G-1
alpha (or alpha level) – the probability of making a Type I error; the probability that a result will fall in the rare zone and the null hypothesis will be rejected when the null hypothesis is true; often called significance level; abbreviated α; usually set at .05 or 5%.
alternative hypothesis – abbreviated H1; a statement that the explanatory variable has an effect on the outcome variable in the population; usually, a statement of what the researcher believes to be true.
analysis of variance (ANOVA) – a family of statistical tests for comparing the means of two or more groups.
apparent limits – what seem to be the upper and lower bounds of an interval in a grouped frequency distribution.
bar graph – a graph of a frequency distribution for discrete data that uses the heights of bars to indicate frequency; the bars do not touch.
beta – the probability of making a Type II error; abbreviated β.
between-group variability – variability in scores that is primarily due to the different treatments that different groups receive.
between-subjects – ANOVA terminology for independent samples.
between-subjects, one-way ANOVA – a statistical test used to compare the means of two or more independent samples when there is just one explanatory variable.

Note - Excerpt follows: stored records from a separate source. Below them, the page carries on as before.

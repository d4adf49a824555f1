// Tests for the attribute and readdir caches.
//
// Invariants:
//   - every listed path has a file entry whose size matches the listing
//     (modulo the streaming-extension override)
//   - every implied directory exists and yields exactly its direct
//     children, no duplicates, no transitive descendants
//   - ordered_read_pending transitions true → false exactly once

use remote_fuse::cache::{generate_caches_from_metadata, has_streaming_extension, AttrCache, ReaddirCache};

// ─────────────────────────────────────────────────────────────────────────────
// AttrCache
// ─────────────────────────────────────────────────────────────────────────────

/// Listed sizes are reported as-is for ordinary files.
#[test]
fn attr_cache_reports_listed_size() {
    let mut cache = AttrCache::new();
    cache.insert("/a/x.bin", 1024, false);

    let metadata = cache.get("/a/x.bin").unwrap();
    assert_eq!(metadata.size(), 1024);
    assert_eq!(metadata.reported_size("/a/x.bin"), 1024);
}

/// Compressed-stream extensions report size 0 so size-checking tools do
/// not truncate streaming reads.
#[test]
fn attr_cache_overrides_streaming_extensions() {
    let mut cache = AttrCache::new();
    cache.insert("/a/y.gz", 1_048_576, false);
    cache.insert("/a/y.zstd", 2048, false);
    cache.insert("/a/y.xz", 2048, false);

    for path in ["/a/y.gz", "/a/y.zstd", "/a/y.xz"] {
        assert!(has_streaming_extension(path));
        assert_eq!(cache.get(path).unwrap().reported_size(path), 0, "{path}");
    }
}

/// Relative paths are rooted on insert.
#[test]
fn attr_cache_roots_relative_paths() {
    let mut cache = AttrCache::new();
    cache.insert("a/x.bin", 10, false);
    assert!(cache.contains("/a/x.bin"));
}

/// Listing order is preserved for the pre-opener walk.
#[test]
fn attr_cache_preserves_listing_order() {
    let mut cache = AttrCache::new();
    for path in ["/c", "/a", "/b"] {
        cache.insert(path, 1, true);
    }
    let order: Vec<&str> = cache.paths_in_listing_order().collect();
    assert_eq!(order, ["/c", "/a", "/b"]);
}

/// The pending flag clears exactly once and stays cleared.
#[test]
fn ordered_read_pending_clears_once() {
    let mut cache = AttrCache::new();
    cache.insert("/a", 1, true);

    assert!(cache.get("/a").unwrap().ordered_read_pending());
    cache.clear_ordered_read_pending("/a");
    assert!(!cache.get("/a").unwrap().ordered_read_pending());
    cache.clear_ordered_read_pending("/a");
    assert!(!cache.get("/a").unwrap().ordered_read_pending());
}

/// Unknown paths are absent, not synthesized.
#[test]
fn attr_cache_misses_are_none() {
    let cache = AttrCache::new();
    assert!(cache.get("/nope").is_none());
}

// ─────────────────────────────────────────────────────────────────────────────
// ReaddirCache
// ─────────────────────────────────────────────────────────────────────────────

/// Intermediate directories are created along each inserted path.
#[test]
fn readdir_cache_creates_intermediate_directories() {
    let mut cache = ReaddirCache::new();
    cache.add_file("/a/b/c.bin");

    assert!(cache.contains("/"));
    assert!(cache.contains("/a"));
    assert!(cache.contains("/a/b"));
    assert!(!cache.contains("/a/b/c.bin"));
}

/// Each directory yields exactly its direct children.
#[test]
fn readdir_cache_yields_direct_children_only() {
    let mut cache = ReaddirCache::new();
    cache.add_file("/a/b/c.bin");
    cache.add_file("/a/d.bin");
    cache.add_file("/top.bin");

    let root = cache.node("/").unwrap();
    assert_eq!(root.directory_names().collect::<Vec<_>>(), ["a"]);
    assert_eq!(root.files().collect::<Vec<_>>(), ["top.bin"]);

    let a = cache.node("/a").unwrap();
    assert_eq!(a.directory_names().collect::<Vec<_>>(), ["b"]);
    assert_eq!(a.files().collect::<Vec<_>>(), ["d.bin"]);

    let b = cache.node("/a/b").unwrap();
    assert_eq!(b.directory_names().count(), 0);
    assert_eq!(b.files().collect::<Vec<_>>(), ["c.bin"]);
}

/// Re-inserting paths does not duplicate children.
#[test]
fn readdir_cache_deduplicates() {
    let mut cache = ReaddirCache::new();
    cache.add_file("/a/x");
    cache.add_file("/a/x");
    cache.add_file("/a/y");

    let a = cache.node("/a").unwrap();
    assert_eq!(a.files().collect::<Vec<_>>(), ["x", "y"]);
    let root = cache.node("/").unwrap();
    assert_eq!(root.directory_names().collect::<Vec<_>>(), ["a"]);
}

/// Unknown directories are misses.
#[test]
fn readdir_cache_unknown_directory_is_absent() {
    let cache = ReaddirCache::new();
    assert!(!cache.contains("/missing"));
    assert!(cache.node("/missing").is_none());
}

// ─────────────────────────────────────────────────────────────────────────────
// Manifest-driven construction
// ─────────────────────────────────────────────────────────────────────────────

/// Both caches agree when built from a known manifest.
#[test]
fn caches_from_metadata_cover_all_entries() {
    let entries = vec![
        ("/arch/logtype.dict".to_string(), 12u64),
        ("/arch/s/0".to_string(), 4096u64),
    ];
    let (attr_cache, readdir_cache) = generate_caches_from_metadata(entries, true);

    assert_eq!(attr_cache.len(), 2);
    assert!(attr_cache.get("/arch/s/0").is_some());
    assert!(readdir_cache.contains("/arch/s"));
    assert!(attr_cache.get("/arch/logtype.dict").unwrap().ordered_read_pending());
}
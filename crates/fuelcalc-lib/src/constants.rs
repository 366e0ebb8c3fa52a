//! Physical and model constants shared by the environment, engine and cost model.

/// Specific gas constant for dry air, J/(kg·K).
pub const R_SPECIFIC_DRY_AIR: f64 = 287.058;

/// Offset between Celsius and Kelvin.
pub const CELSIUS_TO_KELVIN: f64 = 273.15;

/// Sea-level standard atmospheric pressure, Pa.
pub const STANDARD_PRESSURE_PA: f64 = 101_325.0;

/// Gravitational acceleration used by the force balance, m/s².
pub const GRAVITY: f64 = 9.81;

/// Exponent of the tire-pressure power law for the rolling-resistance coefficient.
pub const TIRE_PRESSURE_EXPONENT: f64 = -0.477;

/// Baseline auxiliary electrical load, W.
pub const BASE_AUX_POWER_W: f64 = 300.0;

/// Additional load drawn by air conditioning when engaged, W.
pub const AC_POWER_W: f64 = 4000.0;

/// Air conditioning only engages above this ambient temperature, °C.
pub const AC_THRESHOLD_C: f64 = 20.0;

/// Fixed drivetrain transmission efficiency divisor.
pub const DRIVETRAIN_EFFICIENCY: f64 = 0.85;

/// Engine load factor bounds fed into the efficiency curve.
pub const MIN_LOAD_FACTOR: f64 = 0.2;
pub const MAX_LOAD_FACTOR: f64 = 1.0;

/// Engine thermal efficiency bounds.
pub const MIN_THERMAL_EFFICIENCY: f64 = 0.30;
pub const MAX_THERMAL_EFFICIENCY: f64 = 0.45;

/// Lower calorific value of the fuel, J/kg.
pub const FUEL_CALORIFIC_VALUE_J_PER_KG: f64 = 43_000_000.0;

/// Fuel density, kg/L.
pub const FUEL_DENSITY_KG_PER_L: f64 = 0.832;

/// Default tire pressure for manually entered vehicles, bar.
pub const DEFAULT_TIRE_PRESSURE_BAR: f64 = 2.4;

/// Default fuel price per liter (RM) when nothing has been persisted.
pub const DEFAULT_FUEL_PRICE: f64 = 2.0;

/// Fixed markup applied on top of the raw fuel cost per kilometer.
pub const DEFAULT_OVERHEAD_FACTOR: f64 = 1.10;

/// Upper bound for the reported cost per kilometer.
pub const MAX_COST_PER_KM: f64 = 100.0;
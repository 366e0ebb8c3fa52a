//! Fuel price configuration and the cost-per-kilometer model.

use std::fmt;

use serde::{Deserialize, Serialize};

use crate::constants::{DEFAULT_FUEL_PRICE, DEFAULT_OVERHEAD_FACTOR, MAX_COST_PER_KM};
use crate::error::{Error, Result};

/// Price of one liter of fuel (RM). Always finite and positive.
#[derive(Debug, Clone, Copy, PartialEq, PartialOrd, Serialize, Deserialize)]
#[serde(try_from = "f64", into = "f64")]
pub struct FuelPrice(f64);

impl FuelPrice {
    pub fn new(price: f64) -> Result<Self> {
        Self::check(price)?;
        Ok(Self(price))
    }

    pub fn get(self) -> f64 {
        self.0
    }

    /// Replace the price. A non-positive value is rejected and the previous
    /// price is kept.
    pub fn set(&mut self, price: f64) -> Result<()> {
        Self::check(price)?;
        self.0 = price;
        Ok(())
    }

    fn check(price: f64) -> Result<()> {
        if !price.is_finite() || price <= 0.0 {
            return Err(Error::Configuration {
                message: format!("fuel price must be a finite positive number, got {price}"),
            });
        }
        Ok(())
    }
}

impl Default for FuelPrice {
    fn default() -> Self {
        Self(DEFAULT_FUEL_PRICE)
    }
}

impl TryFrom<f64> for FuelPrice {
    type Error = Error;

    fn try_from(value: f64) -> Result<Self> {
        Self::new(value)
    }
}

impl From<FuelPrice> for f64 {
    fn from(price: FuelPrice) -> Self {
        price.0
    }
}

impl fmt::Display for FuelPrice {
    fn fmt(&self, f: &mut fmt::Formatter<'_>) -> fmt::Result {
        write!(f, "RM {:.2}/L", self.0)
    }
}

/// Converts fuel efficiency into money, using a price snapshot taken at
/// construction time.
#[derive(Debug, Clone, Copy, PartialEq)]
pub struct CostModel {
    price: FuelPrice,
    overhead_factor: f64,
}

impl Default for CostModel {
    fn default() -> Self {
        Self::new(FuelPrice::default())
    }
}

impl CostModel {
    pub fn new(price: FuelPrice) -> Self {
        Self {
            price,
            overhead_factor: DEFAULT_OVERHEAD_FACTOR,
        }
    }

    /// Replace the overhead multiplier. Negative or non-finite factors are
    /// rejected with [`Error::Configuration`].
    pub fn with_overhead(mut self, overhead_factor: f64) -> Result<Self> {
        if !overhead_factor.is_finite() || overhead_factor < 0.0 {
            return Err(Error::Configuration {
                message: format!(
                    "overhead factor must be a finite non-negative number, got {overhead_factor}"
                ),
            });
        }
        self.overhead_factor = overhead_factor;
        Ok(self)
    }

    pub fn price(&self) -> FuelPrice {
        self.price
    }

    pub fn overhead_factor(&self) -> f64 {
        self.overhead_factor
    }

    /// Cost per kilometer for a given efficiency, clamped to `[0, 100]`.
    /// Degenerate efficiencies (zero, negative or non-finite) cost nothing.
    pub fn calculate(&self, km_per_liter: f64) -> f64 {
        if !km_per_liter.is_finite() || km_per_liter <= 0.0 {
            return 0.0;
        }
        let cost = (1.0 / km_per_liter) * self.price.get() * self.overhead_factor;
        if cost.is_nan() {
            return 0.0;
        }
        cost.clamp(0.0, MAX_COST_PER_KM)
    }

    /// Total fuel spend for a volume, without overhead or clamping.
    pub fn calculate_total_cost(&self, fuel_liters: f64) -> f64 {
        fuel_liters * self.price.get()
    }

    /// Price label such as `RM 2.00/L`.
    pub fn formatted_price(&self) -> String {
        self.price.to_string()
    }
}

#[cfg(test)]
mod tests {
    use super::*;

    #[test]
    fn reference_cost_per_km() {
        let model = CostModel::new(FuelPrice::new(2.0).unwrap());
        let cost = model.calculate(19.907);
        assert!((cost - 0.1105).abs() < 1e-4, "cost={cost}");
    }

    #[test]
    fn degenerate_efficiency_costs_nothing() {
        let model = CostModel::default();
        assert_eq!(model.calculate(0.0), 0.0);
        assert_eq!(model.calculate(-3.0), 0.0);
        assert_eq!(model.calculate(f64::NAN), 0.0);
    }

    #[test]
    fn cost_is_clamped_to_upper_bound() {
        let model = CostModel::new(FuelPrice::new(50.0).unwrap());
        assert_eq!(model.calculate(0.001), 100.0);
    }

    #[test]
    fn invalid_overhead_is_rejected() {
        for factor in [f64::NAN, f64::INFINITY, -0.5] {
            let err = CostModel::default()
                .with_overhead(factor)
                .expect_err("bad overhead");
            assert!(matches!(err, Error::Configuration { .. }));
        }

        let model = CostModel::new(FuelPrice::new(2.0).unwrap())
            .with_overhead(1.0)
            .expect("valid overhead");
        assert_eq!(model.overhead_factor(), 1.0);
        assert!((model.calculate(10.0) - 0.2).abs() < 1e-12);
    }

    #[test]
    fn cost_stays_in_range_for_extreme_efficiency() {
        let model = CostModel::default();
        for km_per_l in [f64::MIN_POSITIVE, 1e-300, 1e300, f64::MAX] {
            let cost = model.calculate(km_per_l);
            assert!((0.0..=100.0).contains(&cost), "km/L {km_per_l}: {cost}");
        }
    }

    #[test]
    fn total_cost_is_unclamped() {
        let model = CostModel::new(FuelPrice::new(3.5).unwrap());
        assert_eq!(model.calculate_total_cost(1000.0), 3500.0);
    }

    #[test]
    fn rejected_price_keeps_previous_value() {
        let mut price = FuelPrice::default();
        price.set(2.35).expect("valid price");
        assert_eq!(price.get(), 2.35);

        let err = price.set(0.0).expect_err("zero price");
        assert!(matches!(err, Error::Configuration { .. }));
        assert!(price.set(-1.0).is_err());
        assert_eq!(price.get(), 2.35);
    }

    #[test]
    fn formats_price_label() {
        let model = CostModel::new(FuelPrice::new(2.05).unwrap());
        assert_eq!(model.formatted_price(), "RM 2.05/L");
    }
}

cases – the participants in or subjects of a study.
central limit theorem – a statement about the shape that a sampling distribution of the mean takes if the size of the samples is large and every possible sample were obtained.
central tendency – a value used to summarize a set of scores; also known as the average.
chi-square goodness-of-fit test – a nonparametric, single-sample test used to compare the distribution of a categorical (nominal- or ordinal-level) outcome variable in a sample to a known population value.
chi-square test of independence – a nonparametric test used to determine whether two or more populations of cases differ on a categorical (nominal- or ordinal-level) outcome variable.
clinical significance (or practical significance) – whether the size of the effect is large enough to say the explanatory variable has a meaningful impact on clinical outcome.
coefficient of determination − formal name for the effect size r 2.
Cohen’s d – a standardized measure of effect used to measure the difference between means.
common zone – the section of the sampling distribution of a test statistic in which the observed outcome should fall if the null hypothesis is true; typically set to be the middle 95%.
confidence interval – a range within which it is estimated, based on a sample value, that a population value falls.
confounding variable – a third variable in correlational and quasi-experimental designs that is not controlled for and that has an impact on both of the other variables.
consent rate – the percentage of targeted subjects who agree to participate in a study.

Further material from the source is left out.